Dari Jakarta sampai ke London, Simak Jurnal Pemenang Go Ahead Challenge 2018
Tak bisa dibayangkan bahwa kompetisi Go Ahead Challenge 2018 bisa membawa dua orang dari daerah yang berbeda berkumpul bersama di tempat di belahan bumi yang lain. Gabriela Elisabeth Edawani Fernandez dari Jogja dan Muhammad Fahaad Difinubun dari Maluku menghabiskan waktu berkualitasnya melihat proses rekaman salah satu band terbesar di Indonesia, Maliq & D’Essentials (MAD), di studio legendaris dunia, Abbey Road.
Selama Seminggu, dua pemenang ini mendapat kesempatan berharga untuk melihat Maliq & D’Essentials merekam materi-materinya di dalam studio rekaman yang pernah dipakai The Beatles tersebut. Baik Gabriela dan Muhammad Faad atau yang disapa Atyho ini mendapatkan pelajaran bagaimana teknis rekaman sebuah band yang baik dan benar. Dari mulai persiapan alat, mencari sound yang diinginkan sampai ketika benar-benar siap dan mulai rekaman dari lagu demi lagu, semua diamati mereka secara seksama.

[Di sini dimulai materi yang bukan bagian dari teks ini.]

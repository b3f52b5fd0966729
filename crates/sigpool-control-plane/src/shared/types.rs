use serde::{Deserialize, Serialize};

pub use sigpool_core::{
    CapacitySlot, InvocationResponse, ProvisionMode, ProvisionOutcome, ProvisionedInstance,
    SessionRequest, WorkerInstance,
};

/// Provisioner invocation payload: `{"mode": "BulkFill" | "OnDemand"}`.
#[derive(Debug, Clone, Copy, PartialEq, Eq, Serialize, Deserialize)]
pub struct ProvisionRequest {
    pub mode: ProvisionMode,
}

impl ProvisionRequest {
    pub fn on_demand() -> Self {
        Self {
            mode: ProvisionMode::OnDemand,
        }
    }

    pub fn bulk_fill() -> Self {
        Self {
            mode: ProvisionMode::BulkFill,
        }
    }
}

/// Result of an administrative capacity table seed.
#[derive(Debug, Clone, Copy, Default, PartialEq, Eq, Serialize)]
pub struct SeedReport {
    pub added: usize,
    pub skipped: usize,
}

/// Response to a local queue enqueue.
#[derive(Debug, Clone, PartialEq, Eq, Serialize)]
#[serde(rename_all = "camelCase")]
pub struct EnqueueResponse {
    pub message_id: String,
    pub request_id: String,
}
pub mod repo;
pub mod service;

use repo::ReqwestMatchmakerRepository;
use service::MatchmakerService;
use sigpool_core::Result;
use std::sync::Arc;
use std::time::Duration;

/// Matchmaker client over HTTP with a bounded per-query timeout.
pub fn http_matchmaker(
    endpoint: impl Into<String>,
    client_secret: impl Into<String>,
    timeout: Duration,
) -> Result<MatchmakerService> {
    let repo = Arc::new(ReqwestMatchmakerRepository::new(timeout)?);
    Ok(MatchmakerService::new(repo, endpoint, client_secret))
}
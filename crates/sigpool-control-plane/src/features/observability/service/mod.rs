use crate::features::observability::repo::ObservabilityRepository;
use sigpool_core::ProvisionMode;
use std::sync::Arc;

pub struct ObservabilityService {
    repo: Arc<ObservabilityRepository>,
}

impl ObservabilityService {
    pub fn new(repo: Arc<ObservabilityRepository>) -> Self {
        Self { repo }
    }

    pub fn record_api_request(&self, endpoint: &str, status: &str, seconds: f64) {
        self.repo.observe_api_request(endpoint, status, seconds);
    }

    pub fn record_received(&self, count: usize) {
        self.repo.inc_messages_received(count);
    }

    pub fn record_disposition(&self, disposition: &str) {
        self.repo.inc_dispatch_disposition(disposition);
    }

    pub fn record_dispatch_failure(&self, error_code: &str) {
        self.repo.inc_dispatch_failure(error_code);
    }

    pub fn record_provision(&self, mode: ProvisionMode, outcome: &str) {
        self.repo.inc_provision_outcome(&mode.to_string(), outcome);
    }

    pub fn set_live_instances(&self, count: usize) {
        self.repo.set_live_instance_count(count as f64);
    }

    pub fn record_matchmaker_latency(&self, seconds: f64) {
        self.repo.observe_matchmaker_latency(seconds);
    }

    pub fn render_metrics(&self) -> Result<String, String> {
        self.repo.render_metrics()
    }
}
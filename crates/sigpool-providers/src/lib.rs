//! Adapters for the services the sigpool control plane talks to: the
//! matchmaker, the downstream notifiers, the session queue and the compute API.

pub mod features;

pub use features::compute::repo::{
    ComputeRepository, InstanceDescription, LaunchRequest, SimulatedComputeRepository,
};
pub use features::matchmaker::http_matchmaker;
pub use features::matchmaker::repo::{MatchmakerRepository, ReqwestMatchmakerRepository};
pub use features::matchmaker::service::MatchmakerService;
pub use features::notifier::repo::{
    HttpNotifierRepository, InMemoryNotifierRepository, NotificationTarget, NotifierRepository,
};
pub use features::notifier::service::NotifierService;
pub use features::session_queue::repo::{
    InMemorySessionQueue, QueueMessage, SessionQueueRepository,
};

Selama proses rekaman di Abbey Road Studio, Widi Puradiredja, drummer Maliq & D’Essentials yang juga menjadi kurator dan mentor Go Ahead Challenge 2018 mengajak serta Gabriella dan Atyho untuk terlibat dalam persiapan dan sound processing bersama Geoff Pesche. Mereka belajar langsung dari Widi dan personil MAD lainnya untuk mengenal lebih dalam perihal persiapan teknis rekaman, kerjasama dan manajemen tim, hingga obrolan soal alat-alat musik dan bunyi yang dihasilkannya. Atyho yang menggeluti bidang musik dan visual art, banyak menggali ilmu di dalam studio, terlebih ketertarikannya terhadap piano yang berumur 200-an tahun yang Ilman mainkan di sela-sela rehearsal.

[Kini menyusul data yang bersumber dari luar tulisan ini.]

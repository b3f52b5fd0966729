pub mod bootstrap;
pub mod pool;

use chrono::{DateTime, Utc};
use serde::{Deserialize, Serialize};
use serde_json::{Map, Value};
use std::collections::HashMap;
use std::fmt;
use thiserror::Error;

pub use bootstrap::{BootstrapTemplate, LaunchTemplateRef, DEFAULT_PLACEHOLDER};
pub use pool::PoolState;

#[derive(Debug, Clone, Error)]
pub enum CoreError {
    #[error("Invalid request: {0}")]
    InvalidRequest(String),
    #[error("Serialization error: {0}")]
    SerializationError(String),
    #[error("Matchmaker error: {0}")]
    MatchmakerError(String),
    #[error("Timeout: {0}")]
    Timeout(String),
    #[error("Queue error: {0}")]
    QueueError(String),
    #[error("Compute error: {0}")]
    ComputeError(String),
    #[error("Notification error: {0}")]
    NotificationError(String),
    #[error("Storage error: {0}")]
    StorageError(String),
}

pub type Result<T> = std::result::Result<T, CoreError>;

/// A normalized session request as placed on the queue by the intake service.
#[derive(Debug, Clone, PartialEq, Serialize, Deserialize)]
#[serde(rename_all = "camelCase")]
pub struct SessionRequest {
    pub request_id: String,
    pub connection_id: String,
    pub body: Value,
}

impl SessionRequest {
    pub fn new(
        request_id: impl Into<String>,
        connection_id: impl Into<String>,
        body: Value,
    ) -> Self {
        Self {
            request_id: request_id.into(),
            connection_id: connection_id.into(),
            body,
        }
    }

    /// Parse a raw queue message body.
    pub fn from_message_body(raw: &str) -> Result<Self> {
        serde_json::from_str(raw).map_err(|e| {
            CoreError::SerializationError(format!("malformed session request: {e}"))
        })
    }

    /// The payload forwarded downstream once a worker is matched: the request
    /// itself with every matchmaker field inserted at the top level.
    pub fn merged_with(&self, details: &Map<String, Value>) -> Value {
        let mut payload = Map::new();
        payload.insert(
            "requestId".to_string(),
            Value::String(self.request_id.clone()),
        );
        payload.insert(
            "connectionId".to_string(),
            Value::String(self.connection_id.clone()),
        );
        payload.insert("body".to_string(), self.body.clone());

        for (key, value) in details {
            payload.insert(key.clone(), value.clone());
        }

        Value::Object(payload)
    }
}

/// One logical routing destination awaiting a worker.
#[derive(Debug, Clone, PartialEq, Eq, Serialize, Deserialize)]
#[serde(rename_all = "camelCase")]
pub struct CapacitySlot {
    pub slot_key: String,
    pub routing_ref: String,
    #[serde(default)]
    pub instance_id: String,
    pub match_key: String,
}

impl CapacitySlot {
    pub fn new(
        slot_key: impl Into<String>,
        routing_ref: impl Into<String>,
        match_key: impl Into<String>,
    ) -> Self {
        Self {
            slot_key: slot_key.into(),
            routing_ref: routing_ref.into(),
            instance_id: String::new(),
            match_key: match_key.into(),
        }
    }

    pub fn is_unassigned(&self) -> bool {
        self.instance_id.is_empty()
    }
}

#[derive(Debug, Clone, Copy, PartialEq, Eq, Hash, Serialize, Deserialize)]
#[serde(rename_all = "snake_case")]
pub enum LifecycleState {
    Pending,
    Running,
    Ready,
    Stopping,
    Stopped,
    Terminated,
    Unknown,
}

impl LifecycleState {
    /// Whether an instance in this state counts towards the pool size.
    pub fn is_live(self) -> bool {
        matches!(
            self,
            LifecycleState::Pending | LifecycleState::Running | LifecycleState::Ready
        )
    }
}

impl fmt::Display for LifecycleState {
    fn fmt(&self, f: &mut fmt::Formatter<'_>) -> fmt::Result {
        let name = match self {
            LifecycleState::Pending => "pending",
            LifecycleState::Running => "running",
            LifecycleState::Ready => "ready",
            LifecycleState::Stopping => "stopping",
            LifecycleState::Stopped => "stopped",
            LifecycleState::Terminated => "terminated",
            LifecycleState::Unknown => "unknown",
        };
        f.write_str(name)
    }
}

#[derive(Debug, Clone, PartialEq, Eq, Serialize, Deserialize)]
#[serde(rename_all = "camelCase")]
pub struct WorkerInstance {
    pub instance_id: String,
    pub private_address: Option<String>,
    pub public_address: Option<String>,
    pub lifecycle_state: LifecycleState,
}

impl WorkerInstance {
    pub fn pending(instance_id: impl Into<String>) -> Self {
        Self {
            instance_id: instance_id.into(),
            private_address: None,
            public_address: None,
            lifecycle_state: LifecycleState::Pending,
        }
    }
}

/// A worker created by the provisioner, with the slot it was bound to (if any).
#[derive(Debug, Clone, PartialEq, Eq, Serialize, Deserialize)]
#[serde(rename_all = "camelCase")]
pub struct ProvisionedInstance {
    #[serde(flatten)]
    pub instance: WorkerInstance,
    pub bound_slot: Option<String>,
}

#[derive(Debug, Clone, Copy, PartialEq, Eq, Hash, Serialize, Deserialize)]
pub enum ProvisionMode {
    BulkFill,
    OnDemand,
}

impl fmt::Display for ProvisionMode {
    fn fmt(&self, f: &mut fmt::Formatter<'_>) -> fmt::Result {
        match self {
            ProvisionMode::BulkFill => f.write_str("BulkFill"),
            ProvisionMode::OnDemand => f.write_str("OnDemand"),
        }
    }
}

#[derive(Debug, Clone, PartialEq, Eq, Serialize, Deserialize)]
#[serde(tag = "outcome", rename_all = "snake_case")]
pub enum ProvisionOutcome {
    Created { instance: ProvisionedInstance },
    BulkCreated { instances: Vec<ProvisionedInstance> },
    CapacityExceeded { live: usize, limit: u32 },
    LaunchFailed { reason: String },
}

impl ProvisionOutcome {
    pub fn label(&self) -> &'static str {
        match self {
            ProvisionOutcome::Created { .. } => "created",
            ProvisionOutcome::BulkCreated { .. } => "bulk_created",
            ProvisionOutcome::CapacityExceeded { .. } => "capacity_exceeded",
            ProvisionOutcome::LaunchFailed { .. } => "launch_failed",
        }
    }

    pub fn launched_count(&self) -> usize {
        match self {
            ProvisionOutcome::Created { .. } => 1,
            ProvisionOutcome::BulkCreated { instances } => instances.len(),
            _ => 0,
        }
    }
}

/// Result of asking the matchmaker for a ready worker.
#[derive(Debug, Clone, PartialEq)]
pub enum MatchOutcome {
    Available(Map<String, Value>),
    Unavailable,
}

#[derive(Debug, Clone, Serialize, Deserialize)]
pub struct ErrorResponse {
    pub error_code: String,
    pub message: String,
    pub details: Option<HashMap<String, String>>,
    pub timestamp: DateTime<Utc>,
}

impl ErrorResponse {
    pub fn new(error_code: impl Into<String>, message: impl Into<String>) -> Self {
        Self {
            error_code: error_code.into(),
            message: message.into(),
            details: None,
            timestamp: Utc::now(),
        }
    }

    pub fn with_details(mut self, details: HashMap<String, String>) -> Self {
        self.details = Some(details);
        self
    }
}

/// Structured status reported at an invocation boundary.
#[derive(Debug, Clone, PartialEq, Serialize, Deserialize)]
#[serde(rename_all = "camelCase")]
pub struct InvocationResponse {
    pub status_code: u16,
    pub body: Value,
}

impl InvocationResponse {
    pub fn ok(body: impl Serialize) -> Self {
        Self::with_status(200, body)
    }

    pub fn with_status(status_code: u16, body: impl Serialize) -> Self {
        let body = serde_json::to_value(body)
            .unwrap_or_else(|e| Value::String(format!("unserializable response body: {e}")));
        Self { status_code, body }
    }

    pub fn error(status_code: u16, error: ErrorResponse) -> Self {
        Self::with_status(status_code, error)
    }

    pub fn is_success(&self) -> bool {
        (200..300).contains(&self.status_code)
    }
}
//! Bounded cache of open read handles, keyed by session id.
//!
//! The worker keeps recently used read connections alive between query
//! requests. Capacity is small; eviction is least-recently-used. Delete
//! operations must evict before removing files so no handle outlives
//! its store.

use anyhow::Result;

use crate::paths::AppDirs;
use crate::store::SessionStore;

pub struct StoreCache {
    capacity: usize,
    /// Most recently used first.
    entries: Vec<(String, SessionStore)>,
}

impl StoreCache {
    pub fn new(capacity: usize) -> Self {
        StoreCache {
            capacity: capacity.max(1),
            entries: Vec::new(),
        }
    }

    /// Fetch (or open) the read handle for a session.
    pub fn get(&mut self, dirs: &AppDirs, session_id: &str) -> Result<&SessionStore> {
        if let Some(at) = self.entries.iter().position(|(id, _)| id == session_id) {
            let entry = self.entries.remove(at);
            self.entries.insert(0, entry);
        } else {
            let store = SessionStore::open_read(&dirs.session_db(session_id))?;
            self.entries.insert(0, (session_id.to_string(), store));
            self.entries.truncate(self.capacity);
        }
        Ok(&self.entries[0].1)
    }

    pub fn evict(&mut self, session_id: &str) {
        self.entries.retain(|(id, _)| id != session_id);
    }

    pub fn clear(&mut self) {
        self.entries.clear();
    }

    pub fn len(&self) -> usize {
        self.entries.len()
    }

    pub fn is_empty(&self) -> bool {
        self.entries.is_empty()
    }
}
pub mod error;
pub mod formats;
pub mod import;
pub mod merge;
pub mod parse;
pub mod paths;
pub mod query;
pub mod settings;
pub mod store;
pub mod types;
pub mod worker;

pub use error::{CoreError, Diagnosis};
pub use paths::AppDirs;
pub use settings::Settings;
pub use types::{MessageType, Platform, QueryFilter, SessionKind};
pub use worker::{AbortToken, Worker};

Sementara Gabriella banyak mengambil inspirasi untuk karya-karya musik dan stage performancenya dari merasakan langsung magisnya proses rekaman di Abbey Road Studio
“Dari sesi rekaman MAD ini, aku bisa belajar banyak dari mas Widi bagaimana cara menanggapi dan menanggulangi perbagai masalah teknis dan non teknis yang ada di dalam proses rekaman. Bagaimana cara menjaga mood dan dinamika agar proses rekaman bia berjalan dengan baik,” tambahnya.
Musisi yang juga pengajar action painting ini bahkan membuat catatan kecil di buku jurnalnya terkait dengan rekaman live Maliq & D’Essentials di Abbey Road ini. Beberapa pertanyaan pun tercatat dengan baik seputar rekaman, baik tentang frekuensi suara, tentang miking, set up rekaman dan lain sebagainya seperti yang sudah dijelaskan secara lengkap oleh Widi, mentornya.
Hal yang sama pun dirasakan Atyho, musisi yang terkenal dengan merakit alat musiknya sendiri ini terkesan dengan alat-alat musik yang ada di studio Abbey Road, salah satunya adalah piano challen. Ia begitu terkesan dengan bebunyian yang dihasilkan oleh piano yang pernah dipakai oleh The Beatles ini. Aytho beruntung bisa merasakan dan mencoba bunyi piano challen, mempelajari bagaimana piano tersebut bekerja.
“Dari sini saya menjadi tertantang untuk membuat alat musik dengan bunyi secantik piano tersebut,” kesannya.
Bagi Widi, ini bukan hanya pengalaman yang diimpikan namun juga kebanggaan tersendiri dimana selain bersama MAD, Widi juga berbagi pengalaman dan catatan-catatan penting dalam berkarya di industri kreatif, khususnya musik bagi kedua pemenang Go Ahead Challenge yang berhasil mendobrak batasan dalam berkarya, tak hanya di satu bidang musik, namun juga di bidang lain yaitu visual art.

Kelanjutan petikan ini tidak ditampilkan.